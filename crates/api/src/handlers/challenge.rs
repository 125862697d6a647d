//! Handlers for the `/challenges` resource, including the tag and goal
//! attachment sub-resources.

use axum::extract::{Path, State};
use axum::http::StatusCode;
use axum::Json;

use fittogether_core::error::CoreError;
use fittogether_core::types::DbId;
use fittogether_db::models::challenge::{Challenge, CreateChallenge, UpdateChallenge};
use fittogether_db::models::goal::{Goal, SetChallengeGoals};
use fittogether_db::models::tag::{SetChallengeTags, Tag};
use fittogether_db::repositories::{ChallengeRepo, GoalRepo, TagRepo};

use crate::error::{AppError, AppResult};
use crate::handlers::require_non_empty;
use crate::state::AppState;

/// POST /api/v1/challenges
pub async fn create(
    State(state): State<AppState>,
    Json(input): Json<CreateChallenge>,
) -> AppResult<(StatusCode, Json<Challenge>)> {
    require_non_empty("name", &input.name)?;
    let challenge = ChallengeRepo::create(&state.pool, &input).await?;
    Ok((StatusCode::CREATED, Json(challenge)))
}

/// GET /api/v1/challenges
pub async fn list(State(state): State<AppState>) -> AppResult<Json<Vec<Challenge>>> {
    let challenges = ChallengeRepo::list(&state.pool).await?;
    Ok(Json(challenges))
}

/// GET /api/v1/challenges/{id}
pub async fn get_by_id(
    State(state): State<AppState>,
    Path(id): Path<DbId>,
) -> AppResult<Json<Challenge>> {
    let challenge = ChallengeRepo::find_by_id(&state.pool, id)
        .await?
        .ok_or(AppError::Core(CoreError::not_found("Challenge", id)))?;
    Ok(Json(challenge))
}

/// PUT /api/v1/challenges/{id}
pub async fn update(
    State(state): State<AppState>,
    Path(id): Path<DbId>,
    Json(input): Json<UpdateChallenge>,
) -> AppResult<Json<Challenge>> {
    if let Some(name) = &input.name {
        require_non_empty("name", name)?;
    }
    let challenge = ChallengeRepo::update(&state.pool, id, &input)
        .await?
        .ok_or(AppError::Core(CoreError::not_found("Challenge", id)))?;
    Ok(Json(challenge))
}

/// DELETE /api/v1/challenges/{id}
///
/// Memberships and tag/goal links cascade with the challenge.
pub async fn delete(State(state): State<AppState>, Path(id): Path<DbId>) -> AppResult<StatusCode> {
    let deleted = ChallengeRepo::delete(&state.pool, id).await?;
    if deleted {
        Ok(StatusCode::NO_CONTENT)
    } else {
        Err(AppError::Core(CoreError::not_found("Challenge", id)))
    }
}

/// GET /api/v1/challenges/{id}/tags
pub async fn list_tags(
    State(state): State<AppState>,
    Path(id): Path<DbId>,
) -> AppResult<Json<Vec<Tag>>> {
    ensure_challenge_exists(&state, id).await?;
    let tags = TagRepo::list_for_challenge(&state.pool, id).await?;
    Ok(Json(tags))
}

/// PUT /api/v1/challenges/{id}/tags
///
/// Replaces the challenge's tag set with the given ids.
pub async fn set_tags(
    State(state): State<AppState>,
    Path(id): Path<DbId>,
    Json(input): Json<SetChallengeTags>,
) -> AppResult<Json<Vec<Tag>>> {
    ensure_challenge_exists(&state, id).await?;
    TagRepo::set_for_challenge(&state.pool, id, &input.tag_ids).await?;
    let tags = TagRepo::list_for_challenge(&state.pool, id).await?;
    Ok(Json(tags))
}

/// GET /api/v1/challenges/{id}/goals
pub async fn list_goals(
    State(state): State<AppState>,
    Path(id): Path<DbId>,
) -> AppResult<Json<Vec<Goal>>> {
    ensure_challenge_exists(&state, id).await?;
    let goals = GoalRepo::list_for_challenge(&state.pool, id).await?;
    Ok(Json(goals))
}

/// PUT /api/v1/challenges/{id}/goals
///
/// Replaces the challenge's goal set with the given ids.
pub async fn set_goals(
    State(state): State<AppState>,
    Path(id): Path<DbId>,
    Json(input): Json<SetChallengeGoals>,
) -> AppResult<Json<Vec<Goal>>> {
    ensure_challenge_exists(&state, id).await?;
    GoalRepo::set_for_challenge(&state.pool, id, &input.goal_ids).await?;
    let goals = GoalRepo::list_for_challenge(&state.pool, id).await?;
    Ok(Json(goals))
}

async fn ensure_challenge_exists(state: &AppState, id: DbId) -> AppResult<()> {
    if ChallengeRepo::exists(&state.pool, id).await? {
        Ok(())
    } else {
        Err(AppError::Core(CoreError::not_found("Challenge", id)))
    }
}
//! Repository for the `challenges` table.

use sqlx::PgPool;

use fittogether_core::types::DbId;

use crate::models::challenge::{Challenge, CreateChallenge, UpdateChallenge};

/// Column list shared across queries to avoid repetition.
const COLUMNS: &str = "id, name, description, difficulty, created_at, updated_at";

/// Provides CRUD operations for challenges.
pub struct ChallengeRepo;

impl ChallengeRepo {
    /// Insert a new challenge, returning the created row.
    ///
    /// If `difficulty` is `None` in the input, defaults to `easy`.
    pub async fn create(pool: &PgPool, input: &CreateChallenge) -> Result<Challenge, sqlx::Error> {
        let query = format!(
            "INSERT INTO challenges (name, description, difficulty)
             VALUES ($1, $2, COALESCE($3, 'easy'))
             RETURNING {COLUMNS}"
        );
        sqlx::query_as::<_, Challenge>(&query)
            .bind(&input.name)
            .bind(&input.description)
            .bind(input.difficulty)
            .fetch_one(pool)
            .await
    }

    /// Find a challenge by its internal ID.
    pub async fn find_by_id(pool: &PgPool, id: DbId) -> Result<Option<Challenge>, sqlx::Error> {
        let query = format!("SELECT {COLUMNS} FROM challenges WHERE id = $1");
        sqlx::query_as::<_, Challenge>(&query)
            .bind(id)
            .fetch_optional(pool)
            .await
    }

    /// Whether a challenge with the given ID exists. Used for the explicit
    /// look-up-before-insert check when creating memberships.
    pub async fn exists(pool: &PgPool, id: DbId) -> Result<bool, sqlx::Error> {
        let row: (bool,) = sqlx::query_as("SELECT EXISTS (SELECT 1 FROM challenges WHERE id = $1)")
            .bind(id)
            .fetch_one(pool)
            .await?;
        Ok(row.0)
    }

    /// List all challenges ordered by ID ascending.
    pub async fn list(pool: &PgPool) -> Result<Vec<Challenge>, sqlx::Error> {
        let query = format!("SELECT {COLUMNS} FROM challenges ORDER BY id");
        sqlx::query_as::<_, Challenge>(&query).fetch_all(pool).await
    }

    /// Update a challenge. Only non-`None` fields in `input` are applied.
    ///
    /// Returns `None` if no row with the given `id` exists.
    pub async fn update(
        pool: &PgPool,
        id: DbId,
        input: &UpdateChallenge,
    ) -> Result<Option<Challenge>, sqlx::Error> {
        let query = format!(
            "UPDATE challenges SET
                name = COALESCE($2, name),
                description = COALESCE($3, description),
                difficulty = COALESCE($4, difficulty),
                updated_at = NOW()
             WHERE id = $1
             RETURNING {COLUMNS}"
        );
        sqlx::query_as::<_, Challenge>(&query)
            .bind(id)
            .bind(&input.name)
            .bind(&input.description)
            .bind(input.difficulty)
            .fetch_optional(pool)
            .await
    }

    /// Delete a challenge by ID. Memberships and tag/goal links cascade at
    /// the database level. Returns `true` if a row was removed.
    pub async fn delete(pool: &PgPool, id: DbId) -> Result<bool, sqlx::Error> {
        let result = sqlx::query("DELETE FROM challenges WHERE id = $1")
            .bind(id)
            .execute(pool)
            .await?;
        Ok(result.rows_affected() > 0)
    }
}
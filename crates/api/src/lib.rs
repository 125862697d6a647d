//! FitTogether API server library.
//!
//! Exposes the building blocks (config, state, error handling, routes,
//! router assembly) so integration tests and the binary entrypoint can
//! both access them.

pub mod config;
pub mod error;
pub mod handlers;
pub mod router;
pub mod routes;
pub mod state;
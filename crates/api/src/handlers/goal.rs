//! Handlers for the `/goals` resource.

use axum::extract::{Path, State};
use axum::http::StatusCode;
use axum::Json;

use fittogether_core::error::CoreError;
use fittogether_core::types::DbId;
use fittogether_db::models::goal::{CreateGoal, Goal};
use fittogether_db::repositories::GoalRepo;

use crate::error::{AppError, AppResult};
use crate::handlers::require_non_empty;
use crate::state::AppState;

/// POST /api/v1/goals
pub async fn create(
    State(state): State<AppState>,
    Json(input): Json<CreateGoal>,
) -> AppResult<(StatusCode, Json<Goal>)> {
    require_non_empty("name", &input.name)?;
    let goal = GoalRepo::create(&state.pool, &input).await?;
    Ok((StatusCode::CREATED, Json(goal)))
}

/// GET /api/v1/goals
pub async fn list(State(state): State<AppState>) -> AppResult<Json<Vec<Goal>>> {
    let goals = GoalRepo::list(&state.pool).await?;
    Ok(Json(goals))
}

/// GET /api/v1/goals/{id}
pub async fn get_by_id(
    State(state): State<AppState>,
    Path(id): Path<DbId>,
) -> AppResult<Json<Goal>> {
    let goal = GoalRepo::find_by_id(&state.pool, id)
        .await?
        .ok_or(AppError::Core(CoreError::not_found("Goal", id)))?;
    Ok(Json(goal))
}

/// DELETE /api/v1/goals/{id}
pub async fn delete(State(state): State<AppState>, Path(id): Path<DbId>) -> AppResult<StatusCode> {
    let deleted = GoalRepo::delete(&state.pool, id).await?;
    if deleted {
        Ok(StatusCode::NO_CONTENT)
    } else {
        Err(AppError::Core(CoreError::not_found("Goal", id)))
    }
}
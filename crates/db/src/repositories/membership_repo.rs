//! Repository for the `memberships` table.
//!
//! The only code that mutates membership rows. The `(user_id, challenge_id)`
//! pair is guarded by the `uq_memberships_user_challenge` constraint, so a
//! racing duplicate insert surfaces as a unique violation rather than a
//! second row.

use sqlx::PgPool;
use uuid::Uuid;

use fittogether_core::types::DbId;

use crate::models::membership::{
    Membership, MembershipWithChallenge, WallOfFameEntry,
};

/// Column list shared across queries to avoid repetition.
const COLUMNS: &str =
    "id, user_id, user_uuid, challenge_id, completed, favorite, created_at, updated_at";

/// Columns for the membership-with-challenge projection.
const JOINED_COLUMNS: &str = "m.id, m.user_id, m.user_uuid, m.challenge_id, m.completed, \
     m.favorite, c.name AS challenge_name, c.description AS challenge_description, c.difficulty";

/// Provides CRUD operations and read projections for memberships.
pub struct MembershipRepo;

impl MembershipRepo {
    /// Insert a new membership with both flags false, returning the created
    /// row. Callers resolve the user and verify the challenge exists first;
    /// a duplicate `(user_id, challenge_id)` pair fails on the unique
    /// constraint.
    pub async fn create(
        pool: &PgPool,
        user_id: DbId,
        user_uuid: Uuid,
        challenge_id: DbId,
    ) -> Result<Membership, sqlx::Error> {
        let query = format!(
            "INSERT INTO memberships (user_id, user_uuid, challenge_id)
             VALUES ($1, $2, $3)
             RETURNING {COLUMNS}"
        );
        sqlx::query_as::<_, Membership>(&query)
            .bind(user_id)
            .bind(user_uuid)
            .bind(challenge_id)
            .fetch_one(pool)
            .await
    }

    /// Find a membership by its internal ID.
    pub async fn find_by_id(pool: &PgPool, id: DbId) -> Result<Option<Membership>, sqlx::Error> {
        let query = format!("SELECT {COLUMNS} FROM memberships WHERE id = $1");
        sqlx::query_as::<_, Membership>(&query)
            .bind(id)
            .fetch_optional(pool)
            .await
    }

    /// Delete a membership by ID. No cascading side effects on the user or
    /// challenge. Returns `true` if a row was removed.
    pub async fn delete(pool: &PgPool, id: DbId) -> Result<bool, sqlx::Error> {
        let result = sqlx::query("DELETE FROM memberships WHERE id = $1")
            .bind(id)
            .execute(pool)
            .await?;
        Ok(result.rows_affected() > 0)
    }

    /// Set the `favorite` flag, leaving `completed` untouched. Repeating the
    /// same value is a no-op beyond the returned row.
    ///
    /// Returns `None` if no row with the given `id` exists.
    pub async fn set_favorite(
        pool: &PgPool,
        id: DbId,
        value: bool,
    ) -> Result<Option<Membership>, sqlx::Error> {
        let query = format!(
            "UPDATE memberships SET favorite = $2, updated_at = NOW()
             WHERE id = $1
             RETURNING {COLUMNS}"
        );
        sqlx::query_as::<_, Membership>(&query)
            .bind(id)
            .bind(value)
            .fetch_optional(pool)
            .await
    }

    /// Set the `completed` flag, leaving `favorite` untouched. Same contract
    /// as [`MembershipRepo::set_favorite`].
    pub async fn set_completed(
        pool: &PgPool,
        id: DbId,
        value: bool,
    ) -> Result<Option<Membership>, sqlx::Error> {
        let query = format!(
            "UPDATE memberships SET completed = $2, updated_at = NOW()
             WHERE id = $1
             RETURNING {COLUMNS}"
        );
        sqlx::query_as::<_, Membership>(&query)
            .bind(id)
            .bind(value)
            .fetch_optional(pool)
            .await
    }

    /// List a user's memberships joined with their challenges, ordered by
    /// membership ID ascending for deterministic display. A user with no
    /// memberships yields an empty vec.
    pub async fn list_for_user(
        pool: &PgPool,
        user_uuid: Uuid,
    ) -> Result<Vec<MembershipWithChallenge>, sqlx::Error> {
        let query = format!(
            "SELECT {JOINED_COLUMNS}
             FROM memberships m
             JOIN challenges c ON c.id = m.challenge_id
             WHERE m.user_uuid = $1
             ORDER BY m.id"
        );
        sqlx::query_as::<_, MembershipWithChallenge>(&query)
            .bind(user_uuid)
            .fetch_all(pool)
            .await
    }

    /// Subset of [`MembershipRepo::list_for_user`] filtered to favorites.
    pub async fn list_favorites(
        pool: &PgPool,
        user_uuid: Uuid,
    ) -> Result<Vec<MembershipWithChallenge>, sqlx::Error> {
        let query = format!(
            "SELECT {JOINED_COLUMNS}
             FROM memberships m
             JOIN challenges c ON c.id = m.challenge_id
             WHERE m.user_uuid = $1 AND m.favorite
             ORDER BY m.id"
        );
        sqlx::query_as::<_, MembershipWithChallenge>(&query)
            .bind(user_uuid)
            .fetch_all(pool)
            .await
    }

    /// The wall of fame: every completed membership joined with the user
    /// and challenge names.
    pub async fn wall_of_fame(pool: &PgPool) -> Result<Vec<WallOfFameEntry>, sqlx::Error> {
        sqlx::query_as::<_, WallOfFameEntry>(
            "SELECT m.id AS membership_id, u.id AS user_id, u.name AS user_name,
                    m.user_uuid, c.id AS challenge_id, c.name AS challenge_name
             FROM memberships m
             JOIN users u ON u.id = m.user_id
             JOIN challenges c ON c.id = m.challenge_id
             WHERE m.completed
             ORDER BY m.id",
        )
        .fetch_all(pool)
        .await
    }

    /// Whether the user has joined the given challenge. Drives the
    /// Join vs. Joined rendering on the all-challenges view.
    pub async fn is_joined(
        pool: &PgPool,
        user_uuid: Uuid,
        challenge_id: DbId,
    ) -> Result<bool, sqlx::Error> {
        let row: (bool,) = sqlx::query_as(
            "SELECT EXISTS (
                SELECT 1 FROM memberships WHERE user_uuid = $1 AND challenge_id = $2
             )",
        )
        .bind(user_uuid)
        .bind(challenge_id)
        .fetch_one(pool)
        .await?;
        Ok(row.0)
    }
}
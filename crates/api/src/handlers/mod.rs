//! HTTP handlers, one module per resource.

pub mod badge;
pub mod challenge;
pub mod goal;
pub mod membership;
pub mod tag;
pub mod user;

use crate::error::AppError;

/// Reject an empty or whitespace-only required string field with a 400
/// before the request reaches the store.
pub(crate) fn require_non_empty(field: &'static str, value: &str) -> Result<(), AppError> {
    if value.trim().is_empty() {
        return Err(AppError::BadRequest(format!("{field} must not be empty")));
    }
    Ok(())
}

##############################

## Exercise aim
Counting the lines above that hold "CRUD", reply with the number and no other words.

## Written answer
2